»»
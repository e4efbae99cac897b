//! Search configuration with sensible defaults.

/// Configuration for a catalog search.
///
/// Use [`Default::default()`] for the standard result limit, or construct
/// with a field override for custom behaviour.
#[derive(Debug, Clone)]
pub struct SearchConfig {
    /// Maximum number of results to return after ranking. A limit of zero
    /// is valid and yields an empty result list.
    pub limit: usize,
}

impl Default for SearchConfig {
    fn default() -> Self {
        Self { limit: 10 }
    }
}
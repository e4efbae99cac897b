//! Text normalization for queries and record fields.
//!
//! Canonicalises arbitrary text into a lowercase stream of ASCII
//! alphanumerics and spaces so that queries and fields compare on equal
//! footing regardless of punctuation, separators, or case.

/// Normalise text for matching.
///
/// Lowercases the input, then replaces every character that is not a
/// lowercase ASCII letter, digit, or space with a space. Runs of spaces are
/// **not** collapsed and the result is not trimmed; whitespace splitting
/// downstream absorbs them.
///
/// Pure and total: never fails, and `normalize("")` is `""`.
///
/// # Examples
///
/// ```
/// use icon_search::matcher::normalize::normalize;
///
/// assert_eq!(normalize("Arrow-Up!"), "arrow up ");
/// assert_eq!(normalize("real_time v2"), "real time v2");
/// ```
pub fn normalize(text: &str) -> String {
    text.to_lowercase()
        .chars()
        .map(|c| {
            if c.is_ascii_lowercase() || c.is_ascii_digit() || c == ' ' {
                c
            } else {
                ' '
            }
        })
        .collect()
}

/// Extract normalized search terms from a raw query.
///
/// Splits the normalized query on whitespace, discarding empty tokens.
/// Duplicate terms are preserved in order: each occurrence is scored
/// independently, so repeating a term reinforces its required presence.
///
/// An empty or punctuation-only query yields no terms, which the search
/// entry point defines as "no results".
pub fn query_terms(query: &str) -> Vec<String> {
    normalize(query)
        .split_whitespace()
        .map(str::to_string)
        .collect()
}
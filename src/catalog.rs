//! Catalog loading from the JSON icon index.
//!
//! The catalog is a single JSON document of shape `{ "icons": [...] }`,
//! loaded fully into memory per invocation. Load failures are fatal and
//! surface unmodified to the caller; there is no partial or lazy loading.

use std::fs;
use std::path::{Path, PathBuf};

use serde::{Deserialize, Serialize};

use crate::error::{Result, SearchError};
use crate::types::IconRecord;

/// Environment variable overriding the catalog file location.
pub const CATALOG_ENV: &str = "ICON_SEARCH_CATALOG";

/// Default catalog location, relative to the working directory.
pub const DEFAULT_CATALOG_PATH: &str = "references/index.json";

/// The full in-memory icon catalog.
#[derive(Debug, Clone, Serialize, Deserialize)]
pub struct Catalog {
    /// All records, in document order. This order is the ranking tie-break.
    pub icons: Vec<IconRecord>,
}

impl Catalog {
    /// Load a catalog from a JSON file.
    ///
    /// # Errors
    ///
    /// Returns [`SearchError::CatalogRead`] if the file cannot be read and
    /// [`SearchError::CatalogParse`] if it is not valid JSON of the expected
    /// shape, including any record missing a required field. Both messages
    /// carry the offending path.
    pub fn load(path: &Path) -> Result<Self> {
        let raw = fs::read_to_string(path)
            .map_err(|e| SearchError::CatalogRead(format!("{}: {e}", path.display())))?;
        let catalog: Self = serde_json::from_str(&raw)
            .map_err(|e| SearchError::CatalogParse(format!("{}: {e}", path.display())))?;
        tracing::debug!(
            path = %path.display(),
            icons = catalog.icons.len(),
            "catalog loaded"
        );
        Ok(catalog)
    }
}

/// Resolve the catalog path: `ICON_SEARCH_CATALOG` if set, else the default
/// location.
pub fn default_catalog_path() -> PathBuf {
    std::env::var_os(CATALOG_ENV)
        .map(PathBuf::from)
        .unwrap_or_else(|| PathBuf::from(DEFAULT_CATALOG_PATH))
}
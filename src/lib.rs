//! # icon-search
//!
//! Keyword and fuzzy lookup over a fixed, small icon catalog.
//!
//! Given a free-text query, finds the records whose identifier, name, tags,
//! or description best match the query terms, tolerating typos and
//! compound-word variations. The catalog is loaded fully into memory per
//! invocation; there is no index, no persistence, and no network.
//!
//! ## Design
//!
//! - Queries are normalized to lowercase alphanumeric terms; every term must
//!   match some field variant or the record is excluded (AND across terms,
//!   OR across field variants)
//! - Fields are weighted (id > name > tags > description), each with a
//!   space-stripped variant so `"realtime"` matches `"real time"`
//! - Fuzzy matching uses a sequence-matcher similarity ratio with a 0.7 floor;
//!   exact substring hits always take the full field weight
//! - Records are ranked by summed per-term best scores; ties keep catalog
//!   order
//!
//! The pipeline is fully synchronous and deterministic: identical inputs
//! produce identical ordered output.

pub mod catalog;
pub mod config;
pub mod error;
pub mod matcher;
pub mod types;

pub use catalog::Catalog;
pub use config::SearchConfig;
pub use error::{Result, SearchError};
pub use types::{IconRecord, ScoredIcon};

/// Search the catalog for records matching `query`.
///
/// Normalizes the query into terms, scores every record, and returns the
/// matches ranked by relevance, truncated to `config.limit`. An empty or
/// punctuation-only query yields no terms and therefore an empty result:
/// under the all-terms-must-match policy, "no terms" means "no results",
/// not "match everything".
///
/// This is a pure computation over the in-memory catalog and cannot fail.
///
/// # Examples
///
/// ```
/// use icon_search::{search, IconRecord, SearchConfig};
///
/// let catalog = vec![IconRecord {
///     id: "arrow-up".into(),
///     name: "Arrow Up".into(),
///     tags: vec!["direction".into(), "navigation".into()],
///     description: "An upward pointing arrow".into(),
///     extra: Default::default(),
/// }];
///
/// // A misspelled query still matches via fuzzy similarity.
/// let results = search("arow", &catalog, &SearchConfig::default());
/// assert_eq!(results[0].id, "arrow-up");
/// ```
pub fn search(query: &str, catalog: &[IconRecord], config: &SearchConfig) -> Vec<IconRecord> {
    let terms = matcher::normalize::query_terms(query);
    if terms.is_empty() {
        return Vec::new();
    }
    tracing::trace!(?terms, limit = config.limit, "searching catalog");
    matcher::rank::rank(catalog, &terms, config.limit)
}

/// Search the catalog with the default configuration.
///
/// Convenience wrapper around [`search`] using [`SearchConfig::default()`]
/// (result limit of 10).
pub fn search_default(query: &str, catalog: &[IconRecord]) -> Vec<IconRecord> {
    search(query, catalog, &SearchConfig::default())
}
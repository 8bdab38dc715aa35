//! Error types for MDC framing and transport.

use std::time::Duration;
use thiserror::Error;

/// A frame could not be built or a reply could not be understood.
#[derive(Debug, Clone, PartialEq, Eq, Error)]
pub enum ProtocolError {
    /// Fewer bytes than the smallest meaningful frame
    #[error("Response too short: {len} bytes")]
    TooShort { len: usize },

    /// First byte was not the 0xAA header
    #[error("Invalid header byte: 0x{0:02x}")]
    BadHeader(u8),

    /// Declared data length does not match the bytes received
    #[error("Length mismatch: header declares {declared} data bytes, frame carries {actual}")]
    LengthMismatch { declared: usize, actual: usize },

    /// Trailing checksum does not match the frame contents
    #[error("Checksum mismatch: expected 0x{expected:02x}, got 0x{actual:02x}")]
    BadChecksum { expected: u8, actual: u8 },

    /// Display rejected the command
    #[error("NAK received, error code: 0x{code:02x}")]
    Nak { code: u8 },

    /// Acknowledgement byte was neither ACK nor NAK
    #[error("Unknown acknowledgement byte: 0x{0:02x}")]
    UnknownAck(u8),

    /// Payload does not fit in the one-byte length field
    #[error("Payload too long: {0} bytes (max 255)")]
    PayloadTooLong(usize),

    /// Status reply was acknowledged but carried no state byte
    #[error("Status reply carries no state byte")]
    MissingState,
}

/// Errors from a single MDC request/response exchange.
#[derive(Debug, Error)]
pub enum MdcError {
    /// The display answered, but not with something we accept
    #[error("Protocol error: {0}")]
    Protocol(#[from] ProtocolError),

    /// No complete reply within the exchange deadline
    #[error("Timed out after {after:?} talking to {host}")]
    Timeout { host: String, after: Duration },

    /// TCP connection could not be established
    #[error("Failed to connect to {host}: {source}")]
    Connect {
        host: String,
        #[source]
        source: std::io::Error,
    },

    /// Socket failed mid-exchange
    #[error("I/O error: {0}")]
    Io(#[from] std::io::Error),
}

impl MdcError {
    /// True when the display could not be reached at all.
    ///
    /// An unreachable display is not the same thing as a display reporting OFF.
    pub fn is_transient(&self) -> bool {
        !matches!(self, MdcError::Protocol(_))
    }
}

/// Convenience Result alias for MDC operations.
pub type Result<T> = std::result::Result<T, MdcError>;
use mdc::MdcError;
use thiserror::Error;

/// Errors raised by device drivers
///
/// Callers must be able to tell "the device could not be reached" apart
/// from "the device answered and said something", so network trouble and
/// protocol trouble are separate variants.
#[derive(Debug, Error)]
pub enum DriverError {
    /// The device answered with something we couldn't use
    ///
    /// Malformed or short frames, bad checksums and NAK replies all land here.
    #[error("Protocol error: {0}")]
    Protocol(String),

    /// The device could not be reached
    ///
    /// Timeouts and refused or reset connections. Not fatal; listings
    /// degrade the device to a placeholder state instead of failing.
    #[error("Network error: {0}")]
    TransientNetwork(String),

    /// A third-party backend reported a failure
    ///
    /// The vendor's message is passed through unchanged.
    #[error("Vendor error: {message}")]
    Vendor { message: String },

    /// The driver can't perform this operation for this kind of device
    #[error("Unsupported operation: {0}")]
    Unsupported(&'static str),

    /// The device record is missing something the driver needs
    #[error("Invalid configuration: {0}")]
    InvalidConfig(String),
}

impl DriverError {
    pub fn vendor(message: impl Into<String>) -> Self {
        Self::Vendor {
            message: message.into(),
        }
    }

    /// True when retrying later may succeed
    pub fn is_transient(&self) -> bool {
        matches!(self, Self::TransientNetwork(_))
    }
}

/// Type alias for results that can return a DriverError
pub type Result<T> = std::result::Result<T, DriverError>;

impl From<MdcError> for DriverError {
    fn from(error: MdcError) -> Self {
        if error.is_transient() {
            DriverError::TransientNetwork(error.to_string())
        } else {
            DriverError::Protocol(error.to_string())
        }
    }
}

impl From<reqwest::Error> for DriverError {
    fn from(error: reqwest::Error) -> Self {
        if error.is_decode() {
            DriverError::vendor(format!("unreadable response: {error}"))
        } else {
            DriverError::TransientNetwork(error.to_string())
        }
    }
}

#[cfg(test)]
mod tests {
    use super::*;
    use mdc::ProtocolError;
    use std::time::Duration;

    #[test]
    fn test_mdc_timeout_is_transient() {
        let err: DriverError = MdcError::Timeout {
            host: "10.0.0.20".into(),
            after: Duration::from_secs(5),
        }
        .into();
        assert!(err.is_transient());
    }

    #[test]
    fn test_mdc_nak_is_protocol() {
        let err: DriverError = MdcError::Protocol(ProtocolError::Nak { code: 2 }).into();
        assert!(matches!(err, DriverError::Protocol(_)));
        assert!(!err.is_transient());
    }

    #[test]
    fn test_vendor_message_passthrough() {
        let err = DriverError::vendor("Device offline");
        assert_eq!(err.to_string(), "Vendor error: Device offline");
    }
}
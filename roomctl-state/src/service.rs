//! The state aggregator
//!
//! [`DeviceService`] sits between the registry, the locator and the drivers.
//! It merges stored records with live driver queries, keeps addresses in
//! step with the network, and announces every change on a broadcast channel.
//!
//! Failures of a single device never fail a batch: listings degrade that
//! device to [`DeviceState::Loading`], refreshes log and skip it.

use std::collections::HashMap;
use std::net::Ipv4Addr;
use std::sync::atomic::{AtomicBool, Ordering};
use std::sync::Arc;
use std::time::Duration;

use futures::future::join_all;
use parking_lot::RwLock;
use roomctl_discovery::{AddressResolver, LocatorError, MacAddr};
use roomctl_drivers::PowerAction;
use tokio::sync::broadcast;

use crate::drivers::DriverFactory;
use crate::error::{Result, StateError};
use crate::events::StateEvent;
use crate::model::{
    Category, DeviceFilter, DeviceId, DevicePatch, DeviceRecord, DeviceState, DeviceView,
    NewDevice,
};
use crate::registry::DeviceRegistry;

/// Aggregator settings
#[derive(Debug, Clone)]
pub struct ServiceConfig {
    /// Deadline for one device's status query during a listing
    pub status_timeout: Duration,
    /// Capacity of the event channel
    pub event_capacity: usize,
}

impl Default for ServiceConfig {
    fn default() -> Self {
        Self {
            status_timeout: Duration::from_secs(2),
            event_capacity: 256,
        }
    }
}

/// What a refresh did.
#[derive(Debug, Clone, Default, PartialEq)]
pub struct RefreshReport {
    pub checked: usize,
    pub updated: Vec<DeviceView>,
    pub failed: usize,
}

#[derive(Debug, Clone, PartialEq)]
pub enum RefreshOutcome {
    Completed(RefreshReport),
    /// Another refresh was in progress; nothing was done
    AlreadyRunning,
}

/// Resets a running flag when dropped.
struct RunGuard<'a>(&'a AtomicBool);

impl<'a> RunGuard<'a> {
    fn acquire(flag: &'a AtomicBool) -> Option<Self> {
        flag.compare_exchange(false, true, Ordering::AcqRel, Ordering::Acquire)
            .ok()
            .map(|_| RunGuard(flag))
    }
}

impl Drop for RunGuard<'_> {
    fn drop(&mut self) {
        self.0.store(false, Ordering::Release);
    }
}

pub struct DeviceService {
    registry: Arc<dyn DeviceRegistry>,
    resolver: Arc<dyn AddressResolver>,
    drivers: Arc<dyn DriverFactory>,
    config: ServiceConfig,
    events: broadcast::Sender<StateEvent>,
    refreshing: AtomicBool,
    polling: AtomicBool,
    /// Last state seen by polling or set by a command. Never persisted.
    known_states: RwLock<HashMap<DeviceId, DeviceState>>,
}

impl DeviceService {
    pub fn new(
        registry: Arc<dyn DeviceRegistry>,
        resolver: Arc<dyn AddressResolver>,
        drivers: Arc<dyn DriverFactory>,
        config: ServiceConfig,
    ) -> Self {
        let (events, _) = broadcast::channel(config.event_capacity.max(1));
        Self {
            registry,
            resolver,
            drivers,
            config,
            events,
            refreshing: AtomicBool::new(false),
            polling: AtomicBool::new(false),
            known_states: RwLock::new(HashMap::new()),
        }
    }

    /// Receive every [`StateEvent`] emitted from now on.
    pub fn subscribe(&self) -> broadcast::Receiver<StateEvent> {
        self.events.subscribe()
    }

    pub fn is_refreshing(&self) -> bool {
        self.refreshing.load(Ordering::Acquire)
    }

    fn emit(&self, event: StateEvent) {
        // No subscribers is fine
        let _ = self.events.send(event);
    }

    fn known_state(&self, id: &DeviceId) -> Option<DeviceState> {
        self.known_states.read().get(id).copied()
    }

    /// View with the last known state; displays never polled show `Loading…`.
    fn cached_view(&self, record: &DeviceRecord) -> DeviceView {
        let state = self.known_state(&record.id).unwrap_or(DeviceState::Loading);
        record.view(Some(state))
    }

    /// Records matching `filter`, with live state for displays.
    ///
    /// Status queries run concurrently, each under its own deadline.
    pub async fn list(&self, filter: &DeviceFilter) -> Result<Vec<DeviceView>> {
        let records = self.registry.find(filter).await?;
        Ok(join_all(records.iter().map(|r| self.live_view(r))).await)
    }

    /// All records with their last known state. No device is contacted.
    pub async fn snapshot(&self) -> Result<Vec<DeviceView>> {
        let records = self.registry.find(&DeviceFilter::all()).await?;
        Ok(records
            .iter()
            .map(|r| self.cached_view(r))
            .collect())
    }

    pub async fn get(&self, id: &DeviceId) -> Result<DeviceView> {
        let record = self.find_one(id).await?;
        Ok(self.live_view(&record).await)
    }

    async fn find_one(&self, id: &DeviceId) -> Result<DeviceRecord> {
        self.registry
            .find(&DeviceFilter::by_id(id))
            .await?
            .into_iter()
            .next()
            .ok_or_else(|| StateError::NotFound("Device not found".to_string()))
    }

    async fn live_view(&self, record: &DeviceRecord) -> DeviceView {
        if !record.category.has_live_state() {
            return record.view(None);
        }
        record.view(Some(self.query_state(record).await))
    }

    async fn query_state(&self, record: &DeviceRecord) -> DeviceState {
        let driver = match self.drivers.driver_for(record) {
            Ok(driver) => driver,
            Err(e) => {
                tracing::warn!(device_id = %record.id, error = %e, "no driver for device");
                return DeviceState::Loading;
            }
        };

        match tokio::time::timeout(self.config.status_timeout, driver.query_state()).await {
            Ok(Ok(state)) => state.into(),
            Ok(Err(e)) => {
                tracing::debug!(device_id = %record.id, ip = %record.ip, error = %e, "status query failed");
                DeviceState::Loading
            }
            Err(_) => {
                tracing::debug!(device_id = %record.id, ip = %record.ip, "status query timed out");
                DeviceState::Loading
            }
        }
    }

    /// Register a device, resolving whichever of ip/mac is missing.
    pub async fn create(&self, new: NewDevice) -> Result<DeviceView> {
        let name = new.device_name.trim().to_string();
        if name.is_empty() {
            return Err(StateError::Validation("device_name is required".to_string()));
        }
        let category = new.category.ok_or_else(|| {
            StateError::Validation("Category needs to be 1, 2, 3 or 4".to_string())
        })?;
        if new.ip.is_none() && new.mac.is_none() {
            return Err(StateError::Validation("IP or MAC required".to_string()));
        }

        // Cheap check before a possible subnet sweep; the registry
        // re-checks everything atomically on insert.
        let same_name = DeviceFilter::all().with_name(name.clone());
        if !self.registry.find(&same_name).await?.is_empty() {
            return Err(StateError::Conflict("Device already exists".to_string()));
        }

        let (ip, mac) = self.resolve_addresses(new.ip, new.mac).await?;
        let record = self
            .registry
            .insert(DeviceRecord {
                id: DeviceId::generate(),
                device_name: name,
                ip,
                mac,
                username: new.username,
                password: new.password,
                category,
            })
            .await?;

        tracing::info!(device_id = %record.id, %ip, %mac, "device registered");
        let view = self.cached_view(&record);
        self.emit(StateEvent::DeviceChanged(view.clone()));
        Ok(view)
    }

    async fn resolve_addresses(
        &self,
        ip: Option<Ipv4Addr>,
        mac: Option<MacAddr>,
    ) -> Result<(Ipv4Addr, MacAddr)> {
        let unresolved = || StateError::Validation("Unable to resolve IP/MAC".to_string());

        match (ip, mac) {
            (Some(ip), Some(mac)) => Ok((ip, mac)),
            (None, Some(mac)) => match self.resolver.resolve_ip(&mac).await {
                Ok(found) => Ok((found.ip, mac)),
                Err(LocatorError::NotFound { .. }) => Err(unresolved()),
                Err(e) => Err(e.into()),
            },
            (Some(ip), None) => match self.resolver.resolve_mac(ip).await? {
                Some(mac) => Ok((ip, mac)),
                None => Err(unresolved()),
            },
            (None, None) => Err(StateError::Validation("IP or MAC required".to_string())),
        }
    }

    /// Apply a partial update.
    pub async fn update(&self, id: &DeviceId, patch: DevicePatch) -> Result<DeviceView> {
        if patch
            .device_name
            .as_deref()
            .is_some_and(|name| name.trim().is_empty())
        {
            return Err(StateError::Validation("device_name cannot be empty".to_string()));
        }
        if patch.is_empty() {
            let record = self.find_one(id).await?;
            return Ok(self.cached_view(&record));
        }

        let record = self.registry.update(id, &patch).await?;
        let view = self.cached_view(&record);
        tracing::info!(device_id = %id, "device updated");
        self.emit(StateEvent::DeviceChanged(view.clone()));
        Ok(view)
    }

    pub async fn delete(&self, id: &DeviceId) -> Result<()> {
        self.registry.delete(id).await?;
        self.known_states.write().remove(id);
        tracing::info!(device_id = %id, "device deleted");
        self.emit(StateEvent::DeviceDeleted(id.clone()));
        Ok(())
    }

    /// Turn a device on or off and return the commanded state.
    ///
    /// Displays and projectors only answer once the display has
    /// acknowledged the frame. Other categories succeed or fail with
    /// their own driver.
    pub async fn power(&self, id: &DeviceId, action: PowerAction) -> Result<DeviceState> {
        let record = self.find_one(id).await?;
        let driver = self.drivers.driver_for(&record)?;
        driver.apply(action).await?;

        let state = DeviceState::from(action.target_state());
        tracing::info!(device_id = %id, %action, "power command applied");

        if record.category.has_live_state() {
            self.known_states.write().insert(record.id.clone(), state);
        }
        self.emit(StateEvent::DeviceChanged(record.view(Some(state))));
        Ok(state)
    }

    /// Switch a light, looked up by its display name.
    pub async fn light_power(&self, name: &str, action: PowerAction) -> Result<DeviceView> {
        let filter = DeviceFilter::by_category(Category::Light).with_name(name);
        let record = self
            .registry
            .find(&filter)
            .await?
            .into_iter()
            .next()
            .ok_or_else(|| StateError::NotFound("Light device not found".to_string()))?;

        let driver = self.drivers.driver_for(&record)?;
        driver.apply(action).await?;
        tracing::info!(device_id = %record.id, name, %action, "light switched");

        let view = record.view(None);
        self.emit(StateEvent::DeviceChanged(view.clone()));
        Ok(view)
    }

    /// Re-resolve every device's address by mac and store any drift.
    ///
    /// Devices are handled one at a time since each resolution is already
    /// a full subnet sweep. A device that can't be resolved is logged and
    /// skipped. Returns [`RefreshOutcome::AlreadyRunning`] instead of
    /// starting a second, overlapping refresh.
    pub async fn refresh(&self) -> Result<RefreshOutcome> {
        let Some(_guard) = RunGuard::acquire(&self.refreshing) else {
            tracing::info!("refresh already running, skipping");
            return Ok(RefreshOutcome::AlreadyRunning);
        };

        let records = self.registry.find(&DeviceFilter::all()).await?;
        let mut report = RefreshReport {
            checked: records.len(),
            ..Default::default()
        };

        for record in &records {
            match self.reconcile(record).await {
                Ok(Some(view)) => report.updated.push(view),
                Ok(None) => {}
                Err(e) => {
                    tracing::warn!(device_id = %record.id, mac = %record.mac, error = %e, "address refresh failed");
                    report.failed += 1;
                }
            }
        }

        if !report.updated.is_empty() {
            self.emit(StateEvent::DevicesChanged(report.updated.clone()));
        }
        tracing::info!(
            checked = report.checked,
            updated = report.updated.len(),
            failed = report.failed,
            "refresh complete"
        );
        Ok(RefreshOutcome::Completed(report))
    }

    async fn reconcile(&self, record: &DeviceRecord) -> Result<Option<DeviceView>> {
        let found = self.resolver.resolve_ip(&record.mac).await?;
        if found.ip == record.ip {
            tracing::debug!(device_id = %record.id, ip = %record.ip, "address unchanged");
            return Ok(None);
        }

        let updated = self
            .registry
            .update(&record.id, &DevicePatch::ip(found.ip))
            .await?;

        tracing::info!(device_id = %record.id, old = %record.ip, new = %found.ip, "address drift");
        self.emit(StateEvent::AddressDrift {
            id: record.id.clone(),
            old: record.ip,
            new: found.ip,
        });
        Ok(Some(self.cached_view(&updated)))
    }

    /// Query every display and announce the ones whose state changed.
    ///
    /// Overlapping calls return immediately with nothing.
    pub async fn poll_states(&self) -> Result<Vec<DeviceView>> {
        let Some(_guard) = RunGuard::acquire(&self.polling) else {
            return Ok(Vec::new());
        };

        let records = self
            .registry
            .find(&DeviceFilter::by_category(Category::Display))
            .await?;
        let polled = join_all(
            records
                .iter()
                .map(|r| async move { (r, self.query_state(r).await) }),
        )
        .await;

        let mut changed = Vec::new();
        {
            let mut known = self.known_states.write();
            known.retain(|id, _| records.iter().any(|r| r.id == *id));
            for (record, state) in polled {
                if known.insert(record.id.clone(), state) != Some(state) {
                    changed.push(record.view(Some(state)));
                }
            }
        }

        if !changed.is_empty() {
            tracing::debug!(changed = changed.len(), "display states changed");
            self.emit(StateEvent::DevicesChanged(changed.clone()));
        }
        Ok(changed)
    }
}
««
** Your task **
In the listing above, find each line with the word "crate" and copy it.

** Answer for this exercise **
use crate::error::{Result, SearchError};
use crate::types::IconRecord;
use crate::drivers::DriverFactory;
use crate::error::{Result, StateError};
use crate::events::StateEvent;
use crate::model::{
use crate::registry::DeviceRegistry;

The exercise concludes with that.